Only one number is wanted here: how many lines of the data hold "true".

START EXERCISE MATERIAL

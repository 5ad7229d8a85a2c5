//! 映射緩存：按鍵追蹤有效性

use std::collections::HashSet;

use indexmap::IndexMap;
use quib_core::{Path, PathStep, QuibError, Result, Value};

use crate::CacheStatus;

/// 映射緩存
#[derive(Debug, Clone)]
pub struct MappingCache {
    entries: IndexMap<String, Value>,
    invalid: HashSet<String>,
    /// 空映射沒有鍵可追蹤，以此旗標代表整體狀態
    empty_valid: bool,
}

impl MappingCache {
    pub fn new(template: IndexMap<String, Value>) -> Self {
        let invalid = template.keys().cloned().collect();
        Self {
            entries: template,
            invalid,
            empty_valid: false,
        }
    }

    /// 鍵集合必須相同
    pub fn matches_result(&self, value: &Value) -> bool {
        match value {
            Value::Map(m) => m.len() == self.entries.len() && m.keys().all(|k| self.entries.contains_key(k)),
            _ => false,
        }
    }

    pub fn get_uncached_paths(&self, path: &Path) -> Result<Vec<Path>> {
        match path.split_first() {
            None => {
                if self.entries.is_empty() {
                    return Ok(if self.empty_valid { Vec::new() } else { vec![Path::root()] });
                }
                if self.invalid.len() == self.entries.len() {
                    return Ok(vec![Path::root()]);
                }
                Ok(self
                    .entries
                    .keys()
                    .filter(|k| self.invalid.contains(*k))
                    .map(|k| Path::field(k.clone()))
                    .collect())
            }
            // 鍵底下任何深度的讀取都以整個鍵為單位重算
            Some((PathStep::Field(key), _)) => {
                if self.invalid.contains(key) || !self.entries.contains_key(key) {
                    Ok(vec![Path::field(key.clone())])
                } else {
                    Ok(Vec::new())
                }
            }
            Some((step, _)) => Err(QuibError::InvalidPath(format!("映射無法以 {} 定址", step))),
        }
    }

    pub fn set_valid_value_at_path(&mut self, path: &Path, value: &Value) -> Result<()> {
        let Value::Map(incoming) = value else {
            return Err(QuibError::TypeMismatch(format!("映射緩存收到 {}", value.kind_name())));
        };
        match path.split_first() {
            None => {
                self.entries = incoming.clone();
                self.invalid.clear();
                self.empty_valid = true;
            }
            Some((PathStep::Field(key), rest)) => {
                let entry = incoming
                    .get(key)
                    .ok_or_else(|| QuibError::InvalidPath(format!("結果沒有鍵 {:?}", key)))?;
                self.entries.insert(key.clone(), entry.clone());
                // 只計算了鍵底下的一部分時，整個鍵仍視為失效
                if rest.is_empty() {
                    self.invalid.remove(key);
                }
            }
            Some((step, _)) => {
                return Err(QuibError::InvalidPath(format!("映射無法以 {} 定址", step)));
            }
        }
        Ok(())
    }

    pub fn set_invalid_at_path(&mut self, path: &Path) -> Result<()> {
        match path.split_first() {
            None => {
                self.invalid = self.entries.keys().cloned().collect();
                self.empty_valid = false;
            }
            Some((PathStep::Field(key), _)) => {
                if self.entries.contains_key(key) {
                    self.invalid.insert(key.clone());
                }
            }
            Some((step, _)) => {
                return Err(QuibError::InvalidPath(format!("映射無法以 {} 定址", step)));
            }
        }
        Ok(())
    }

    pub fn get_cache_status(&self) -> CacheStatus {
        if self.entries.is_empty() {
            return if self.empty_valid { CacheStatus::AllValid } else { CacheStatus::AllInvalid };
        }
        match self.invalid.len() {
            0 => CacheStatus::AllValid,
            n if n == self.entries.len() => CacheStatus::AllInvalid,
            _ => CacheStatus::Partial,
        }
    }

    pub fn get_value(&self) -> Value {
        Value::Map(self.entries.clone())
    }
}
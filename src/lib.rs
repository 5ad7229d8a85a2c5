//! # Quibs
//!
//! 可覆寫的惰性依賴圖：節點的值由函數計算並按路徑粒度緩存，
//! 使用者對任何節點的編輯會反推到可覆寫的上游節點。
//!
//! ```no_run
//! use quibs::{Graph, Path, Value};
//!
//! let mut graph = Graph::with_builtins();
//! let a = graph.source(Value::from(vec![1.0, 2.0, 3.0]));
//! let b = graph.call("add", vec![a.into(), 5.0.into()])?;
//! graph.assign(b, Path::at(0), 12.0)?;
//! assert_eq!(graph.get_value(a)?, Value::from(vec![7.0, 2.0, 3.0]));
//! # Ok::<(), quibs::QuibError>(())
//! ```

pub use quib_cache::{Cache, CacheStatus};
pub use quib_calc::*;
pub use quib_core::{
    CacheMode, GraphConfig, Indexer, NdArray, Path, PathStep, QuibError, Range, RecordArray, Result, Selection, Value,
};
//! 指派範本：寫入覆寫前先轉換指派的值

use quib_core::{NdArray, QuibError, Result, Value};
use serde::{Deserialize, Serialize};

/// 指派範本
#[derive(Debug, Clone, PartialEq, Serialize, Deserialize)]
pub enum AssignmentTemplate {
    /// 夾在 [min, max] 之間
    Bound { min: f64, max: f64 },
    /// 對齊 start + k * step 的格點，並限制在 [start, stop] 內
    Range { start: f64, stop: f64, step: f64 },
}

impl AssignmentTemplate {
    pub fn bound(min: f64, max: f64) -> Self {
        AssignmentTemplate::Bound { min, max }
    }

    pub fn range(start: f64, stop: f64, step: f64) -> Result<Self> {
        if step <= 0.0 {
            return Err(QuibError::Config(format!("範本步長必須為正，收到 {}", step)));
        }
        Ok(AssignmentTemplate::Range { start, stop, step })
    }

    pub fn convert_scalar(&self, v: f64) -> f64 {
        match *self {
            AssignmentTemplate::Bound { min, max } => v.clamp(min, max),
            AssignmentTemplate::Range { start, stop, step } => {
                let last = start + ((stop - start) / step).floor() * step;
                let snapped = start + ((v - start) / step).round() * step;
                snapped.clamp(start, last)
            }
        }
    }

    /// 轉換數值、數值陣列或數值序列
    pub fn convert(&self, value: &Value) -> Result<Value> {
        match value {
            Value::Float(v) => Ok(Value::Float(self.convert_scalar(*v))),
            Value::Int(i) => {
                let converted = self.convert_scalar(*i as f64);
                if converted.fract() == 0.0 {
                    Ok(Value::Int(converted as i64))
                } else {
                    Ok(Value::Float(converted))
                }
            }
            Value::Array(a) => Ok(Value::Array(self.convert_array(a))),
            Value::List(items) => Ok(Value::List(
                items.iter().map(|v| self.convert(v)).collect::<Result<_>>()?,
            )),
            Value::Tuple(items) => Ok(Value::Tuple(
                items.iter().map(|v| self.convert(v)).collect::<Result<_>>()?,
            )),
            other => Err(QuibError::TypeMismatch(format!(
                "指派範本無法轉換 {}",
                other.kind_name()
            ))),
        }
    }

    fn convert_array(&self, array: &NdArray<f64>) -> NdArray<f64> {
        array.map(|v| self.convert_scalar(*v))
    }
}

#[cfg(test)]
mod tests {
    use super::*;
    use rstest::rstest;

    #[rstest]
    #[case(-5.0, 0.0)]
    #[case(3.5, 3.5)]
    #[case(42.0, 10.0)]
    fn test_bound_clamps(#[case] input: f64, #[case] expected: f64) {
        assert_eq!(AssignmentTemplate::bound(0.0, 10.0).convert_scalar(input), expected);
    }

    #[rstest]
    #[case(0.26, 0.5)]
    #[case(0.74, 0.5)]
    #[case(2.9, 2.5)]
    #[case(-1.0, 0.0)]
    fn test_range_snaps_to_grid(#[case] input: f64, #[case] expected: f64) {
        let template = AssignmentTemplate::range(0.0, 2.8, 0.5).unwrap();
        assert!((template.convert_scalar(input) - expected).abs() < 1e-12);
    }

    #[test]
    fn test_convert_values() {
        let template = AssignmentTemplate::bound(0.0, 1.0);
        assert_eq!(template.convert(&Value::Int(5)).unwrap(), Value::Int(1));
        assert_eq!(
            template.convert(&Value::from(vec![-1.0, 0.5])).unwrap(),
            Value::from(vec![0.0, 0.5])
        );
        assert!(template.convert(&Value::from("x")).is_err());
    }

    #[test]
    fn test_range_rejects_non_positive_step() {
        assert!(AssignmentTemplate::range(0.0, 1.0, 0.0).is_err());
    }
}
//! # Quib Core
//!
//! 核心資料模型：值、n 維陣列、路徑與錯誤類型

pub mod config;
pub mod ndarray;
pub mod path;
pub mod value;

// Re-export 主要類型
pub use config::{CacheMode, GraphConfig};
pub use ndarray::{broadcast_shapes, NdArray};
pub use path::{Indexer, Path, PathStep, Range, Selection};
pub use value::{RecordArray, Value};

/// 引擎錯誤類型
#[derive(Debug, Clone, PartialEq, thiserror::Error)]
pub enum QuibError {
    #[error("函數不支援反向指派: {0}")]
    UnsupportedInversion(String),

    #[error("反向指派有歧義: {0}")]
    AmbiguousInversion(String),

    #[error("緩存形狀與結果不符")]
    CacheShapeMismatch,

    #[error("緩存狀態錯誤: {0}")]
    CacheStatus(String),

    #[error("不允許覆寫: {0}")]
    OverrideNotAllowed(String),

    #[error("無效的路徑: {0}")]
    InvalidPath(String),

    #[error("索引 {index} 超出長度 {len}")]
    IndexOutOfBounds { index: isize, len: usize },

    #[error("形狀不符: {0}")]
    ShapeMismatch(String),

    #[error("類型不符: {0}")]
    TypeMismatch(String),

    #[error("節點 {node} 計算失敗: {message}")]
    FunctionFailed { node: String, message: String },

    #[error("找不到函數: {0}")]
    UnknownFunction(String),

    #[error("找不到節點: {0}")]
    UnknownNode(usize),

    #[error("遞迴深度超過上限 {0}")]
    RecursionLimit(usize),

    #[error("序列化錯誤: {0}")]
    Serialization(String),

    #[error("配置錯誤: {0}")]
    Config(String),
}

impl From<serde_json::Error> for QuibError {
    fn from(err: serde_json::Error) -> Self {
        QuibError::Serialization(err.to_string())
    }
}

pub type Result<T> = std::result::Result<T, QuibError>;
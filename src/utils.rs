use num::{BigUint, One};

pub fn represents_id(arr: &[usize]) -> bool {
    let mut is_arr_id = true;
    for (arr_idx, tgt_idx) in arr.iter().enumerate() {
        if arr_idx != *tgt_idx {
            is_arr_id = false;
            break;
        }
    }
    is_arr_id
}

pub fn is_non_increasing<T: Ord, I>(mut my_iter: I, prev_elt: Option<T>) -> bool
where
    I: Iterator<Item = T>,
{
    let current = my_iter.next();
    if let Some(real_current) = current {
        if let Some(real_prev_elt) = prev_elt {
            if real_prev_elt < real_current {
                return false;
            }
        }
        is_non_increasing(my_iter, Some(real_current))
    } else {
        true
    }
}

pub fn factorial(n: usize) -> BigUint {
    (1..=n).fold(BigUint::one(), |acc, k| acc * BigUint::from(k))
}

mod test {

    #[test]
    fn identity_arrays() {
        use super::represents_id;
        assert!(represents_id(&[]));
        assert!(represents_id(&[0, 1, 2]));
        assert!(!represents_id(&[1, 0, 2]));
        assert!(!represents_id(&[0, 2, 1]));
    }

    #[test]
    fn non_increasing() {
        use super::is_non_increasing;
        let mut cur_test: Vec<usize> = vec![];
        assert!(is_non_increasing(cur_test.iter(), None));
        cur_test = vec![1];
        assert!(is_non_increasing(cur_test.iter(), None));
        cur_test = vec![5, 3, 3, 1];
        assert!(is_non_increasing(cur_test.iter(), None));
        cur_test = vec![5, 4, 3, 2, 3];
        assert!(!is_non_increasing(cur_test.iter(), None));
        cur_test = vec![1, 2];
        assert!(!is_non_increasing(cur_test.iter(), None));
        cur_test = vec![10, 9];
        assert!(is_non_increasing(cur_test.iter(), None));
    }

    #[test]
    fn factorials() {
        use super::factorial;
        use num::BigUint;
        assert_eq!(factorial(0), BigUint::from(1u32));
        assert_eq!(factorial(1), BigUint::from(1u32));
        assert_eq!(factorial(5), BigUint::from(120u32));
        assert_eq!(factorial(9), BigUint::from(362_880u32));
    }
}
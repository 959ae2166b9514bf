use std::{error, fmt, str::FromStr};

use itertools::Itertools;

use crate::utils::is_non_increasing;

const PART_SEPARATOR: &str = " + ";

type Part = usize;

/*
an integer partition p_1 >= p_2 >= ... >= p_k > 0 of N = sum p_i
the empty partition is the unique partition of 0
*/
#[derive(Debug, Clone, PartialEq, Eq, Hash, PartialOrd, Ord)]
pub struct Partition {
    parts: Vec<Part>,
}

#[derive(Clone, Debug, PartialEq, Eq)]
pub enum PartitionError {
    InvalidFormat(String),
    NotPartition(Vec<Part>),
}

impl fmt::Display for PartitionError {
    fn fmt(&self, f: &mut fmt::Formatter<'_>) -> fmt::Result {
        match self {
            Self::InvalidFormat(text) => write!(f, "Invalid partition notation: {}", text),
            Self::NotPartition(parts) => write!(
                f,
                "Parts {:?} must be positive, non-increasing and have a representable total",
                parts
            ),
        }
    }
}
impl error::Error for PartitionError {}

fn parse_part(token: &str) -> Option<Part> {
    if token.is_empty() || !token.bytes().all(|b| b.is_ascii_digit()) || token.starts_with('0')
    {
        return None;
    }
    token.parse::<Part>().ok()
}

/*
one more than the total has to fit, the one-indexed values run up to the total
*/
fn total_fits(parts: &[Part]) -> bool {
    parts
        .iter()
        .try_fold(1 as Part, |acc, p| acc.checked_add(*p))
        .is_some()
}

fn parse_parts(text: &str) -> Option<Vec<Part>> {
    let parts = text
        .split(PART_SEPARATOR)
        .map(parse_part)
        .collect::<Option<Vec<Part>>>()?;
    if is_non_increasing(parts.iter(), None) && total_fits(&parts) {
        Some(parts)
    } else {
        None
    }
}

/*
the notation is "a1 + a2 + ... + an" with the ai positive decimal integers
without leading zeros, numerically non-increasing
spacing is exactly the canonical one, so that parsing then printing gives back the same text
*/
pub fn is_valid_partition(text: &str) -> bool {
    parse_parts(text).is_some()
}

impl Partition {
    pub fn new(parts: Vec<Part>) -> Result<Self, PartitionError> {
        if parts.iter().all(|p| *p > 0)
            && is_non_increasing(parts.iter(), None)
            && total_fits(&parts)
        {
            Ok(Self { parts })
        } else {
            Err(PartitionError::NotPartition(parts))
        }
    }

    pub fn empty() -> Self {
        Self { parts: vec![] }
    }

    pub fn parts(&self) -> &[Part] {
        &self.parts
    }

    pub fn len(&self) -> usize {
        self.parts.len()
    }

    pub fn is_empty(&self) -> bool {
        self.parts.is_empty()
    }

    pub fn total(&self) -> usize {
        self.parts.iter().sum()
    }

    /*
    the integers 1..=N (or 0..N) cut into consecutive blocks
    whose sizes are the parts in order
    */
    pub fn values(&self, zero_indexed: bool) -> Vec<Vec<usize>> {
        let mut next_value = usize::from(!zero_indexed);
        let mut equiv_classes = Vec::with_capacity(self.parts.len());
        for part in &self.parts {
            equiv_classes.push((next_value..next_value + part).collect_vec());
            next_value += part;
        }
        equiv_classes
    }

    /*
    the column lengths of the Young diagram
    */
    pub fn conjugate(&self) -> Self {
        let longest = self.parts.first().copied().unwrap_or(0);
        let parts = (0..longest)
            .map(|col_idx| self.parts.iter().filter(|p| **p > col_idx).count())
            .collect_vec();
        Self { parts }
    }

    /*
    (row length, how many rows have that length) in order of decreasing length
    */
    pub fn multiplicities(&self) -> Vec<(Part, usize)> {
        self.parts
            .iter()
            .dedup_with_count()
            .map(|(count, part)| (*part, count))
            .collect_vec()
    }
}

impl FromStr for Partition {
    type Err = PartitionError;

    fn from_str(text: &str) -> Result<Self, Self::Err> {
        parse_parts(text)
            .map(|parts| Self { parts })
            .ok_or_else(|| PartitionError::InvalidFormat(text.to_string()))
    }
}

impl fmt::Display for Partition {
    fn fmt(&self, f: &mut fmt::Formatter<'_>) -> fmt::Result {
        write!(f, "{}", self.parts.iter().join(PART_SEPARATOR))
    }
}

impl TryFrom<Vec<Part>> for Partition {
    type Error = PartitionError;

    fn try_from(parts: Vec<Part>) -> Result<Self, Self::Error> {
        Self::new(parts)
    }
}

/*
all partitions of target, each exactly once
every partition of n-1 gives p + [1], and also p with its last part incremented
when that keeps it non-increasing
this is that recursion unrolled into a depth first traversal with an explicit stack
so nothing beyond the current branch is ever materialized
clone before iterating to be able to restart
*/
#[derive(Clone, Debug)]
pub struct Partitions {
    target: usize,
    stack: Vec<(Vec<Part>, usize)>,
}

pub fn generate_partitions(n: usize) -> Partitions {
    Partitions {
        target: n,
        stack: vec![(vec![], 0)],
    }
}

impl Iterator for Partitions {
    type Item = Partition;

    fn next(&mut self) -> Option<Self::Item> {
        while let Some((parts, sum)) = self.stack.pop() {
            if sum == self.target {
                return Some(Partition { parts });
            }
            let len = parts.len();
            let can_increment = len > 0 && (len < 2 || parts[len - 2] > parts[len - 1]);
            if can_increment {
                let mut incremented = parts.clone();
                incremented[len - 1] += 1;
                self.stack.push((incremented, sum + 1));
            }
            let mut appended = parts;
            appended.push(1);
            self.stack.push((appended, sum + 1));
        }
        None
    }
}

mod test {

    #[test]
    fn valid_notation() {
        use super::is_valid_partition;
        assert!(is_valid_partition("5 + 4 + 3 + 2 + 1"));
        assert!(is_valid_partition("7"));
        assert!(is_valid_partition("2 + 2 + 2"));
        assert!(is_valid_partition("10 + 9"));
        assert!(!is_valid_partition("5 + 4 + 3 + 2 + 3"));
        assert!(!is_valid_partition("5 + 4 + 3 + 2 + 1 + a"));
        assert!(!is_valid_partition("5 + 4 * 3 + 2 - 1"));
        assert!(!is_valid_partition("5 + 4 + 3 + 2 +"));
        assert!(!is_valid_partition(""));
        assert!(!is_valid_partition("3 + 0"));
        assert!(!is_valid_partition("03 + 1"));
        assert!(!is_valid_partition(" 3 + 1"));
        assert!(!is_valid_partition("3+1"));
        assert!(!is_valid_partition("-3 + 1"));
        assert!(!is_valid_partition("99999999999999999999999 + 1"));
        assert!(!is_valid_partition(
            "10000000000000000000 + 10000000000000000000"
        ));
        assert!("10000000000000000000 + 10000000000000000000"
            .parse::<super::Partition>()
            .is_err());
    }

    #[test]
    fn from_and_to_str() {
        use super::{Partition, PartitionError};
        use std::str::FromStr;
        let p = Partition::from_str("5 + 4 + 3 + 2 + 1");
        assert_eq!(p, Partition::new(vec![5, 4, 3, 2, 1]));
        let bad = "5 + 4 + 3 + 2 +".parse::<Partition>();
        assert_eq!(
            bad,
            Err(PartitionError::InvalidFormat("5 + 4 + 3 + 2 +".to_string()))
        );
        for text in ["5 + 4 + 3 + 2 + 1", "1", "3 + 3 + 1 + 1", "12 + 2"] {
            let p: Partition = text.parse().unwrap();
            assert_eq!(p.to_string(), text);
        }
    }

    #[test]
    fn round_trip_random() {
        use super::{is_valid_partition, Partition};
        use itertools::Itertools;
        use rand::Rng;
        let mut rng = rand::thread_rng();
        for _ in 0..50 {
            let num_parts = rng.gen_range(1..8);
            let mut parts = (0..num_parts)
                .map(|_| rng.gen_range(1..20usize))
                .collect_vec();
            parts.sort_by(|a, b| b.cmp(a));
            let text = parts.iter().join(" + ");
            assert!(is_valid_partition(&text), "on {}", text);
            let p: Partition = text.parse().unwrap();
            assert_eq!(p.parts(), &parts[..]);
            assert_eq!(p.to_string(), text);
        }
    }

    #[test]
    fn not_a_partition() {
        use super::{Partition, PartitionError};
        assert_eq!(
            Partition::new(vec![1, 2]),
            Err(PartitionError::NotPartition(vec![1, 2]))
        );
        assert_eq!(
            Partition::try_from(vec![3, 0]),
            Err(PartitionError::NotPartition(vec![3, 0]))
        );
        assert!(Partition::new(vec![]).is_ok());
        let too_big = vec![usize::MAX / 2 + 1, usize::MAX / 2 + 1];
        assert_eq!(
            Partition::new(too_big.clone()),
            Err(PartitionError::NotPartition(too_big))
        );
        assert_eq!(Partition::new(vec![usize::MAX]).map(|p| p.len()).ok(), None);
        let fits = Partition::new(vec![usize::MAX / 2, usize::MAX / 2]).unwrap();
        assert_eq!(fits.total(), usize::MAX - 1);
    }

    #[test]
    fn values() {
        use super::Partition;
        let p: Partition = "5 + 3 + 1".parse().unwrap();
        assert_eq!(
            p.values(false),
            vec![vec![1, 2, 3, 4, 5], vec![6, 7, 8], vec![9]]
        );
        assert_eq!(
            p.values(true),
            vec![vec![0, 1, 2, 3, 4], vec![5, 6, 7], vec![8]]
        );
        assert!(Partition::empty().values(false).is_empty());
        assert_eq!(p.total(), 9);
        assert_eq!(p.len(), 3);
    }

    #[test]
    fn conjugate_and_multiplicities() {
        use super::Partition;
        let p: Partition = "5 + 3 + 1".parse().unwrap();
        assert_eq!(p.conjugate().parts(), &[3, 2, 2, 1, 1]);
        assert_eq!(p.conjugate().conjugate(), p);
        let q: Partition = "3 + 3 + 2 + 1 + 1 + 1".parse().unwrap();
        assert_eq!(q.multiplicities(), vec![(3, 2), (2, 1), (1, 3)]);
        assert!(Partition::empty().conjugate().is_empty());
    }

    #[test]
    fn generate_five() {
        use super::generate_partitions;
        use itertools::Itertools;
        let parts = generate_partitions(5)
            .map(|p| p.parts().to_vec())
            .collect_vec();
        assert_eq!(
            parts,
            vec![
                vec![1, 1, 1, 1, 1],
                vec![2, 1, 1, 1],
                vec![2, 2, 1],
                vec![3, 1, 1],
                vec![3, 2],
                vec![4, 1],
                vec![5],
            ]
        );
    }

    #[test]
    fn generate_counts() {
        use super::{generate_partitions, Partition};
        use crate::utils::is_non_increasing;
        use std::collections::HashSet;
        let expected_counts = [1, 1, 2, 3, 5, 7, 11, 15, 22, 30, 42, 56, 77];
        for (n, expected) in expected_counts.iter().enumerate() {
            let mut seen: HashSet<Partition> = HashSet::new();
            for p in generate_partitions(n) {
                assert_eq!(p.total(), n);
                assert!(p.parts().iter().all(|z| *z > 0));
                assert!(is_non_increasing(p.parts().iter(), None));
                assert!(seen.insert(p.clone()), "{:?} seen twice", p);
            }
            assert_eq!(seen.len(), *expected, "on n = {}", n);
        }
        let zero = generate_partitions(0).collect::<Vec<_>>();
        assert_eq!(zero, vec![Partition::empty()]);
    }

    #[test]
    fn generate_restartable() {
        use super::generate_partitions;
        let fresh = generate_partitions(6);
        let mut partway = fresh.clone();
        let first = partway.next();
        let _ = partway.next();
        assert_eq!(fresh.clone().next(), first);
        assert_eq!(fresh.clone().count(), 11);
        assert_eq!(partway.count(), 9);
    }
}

END EXERCISE MATERIAL

## RESPONSE AREA
4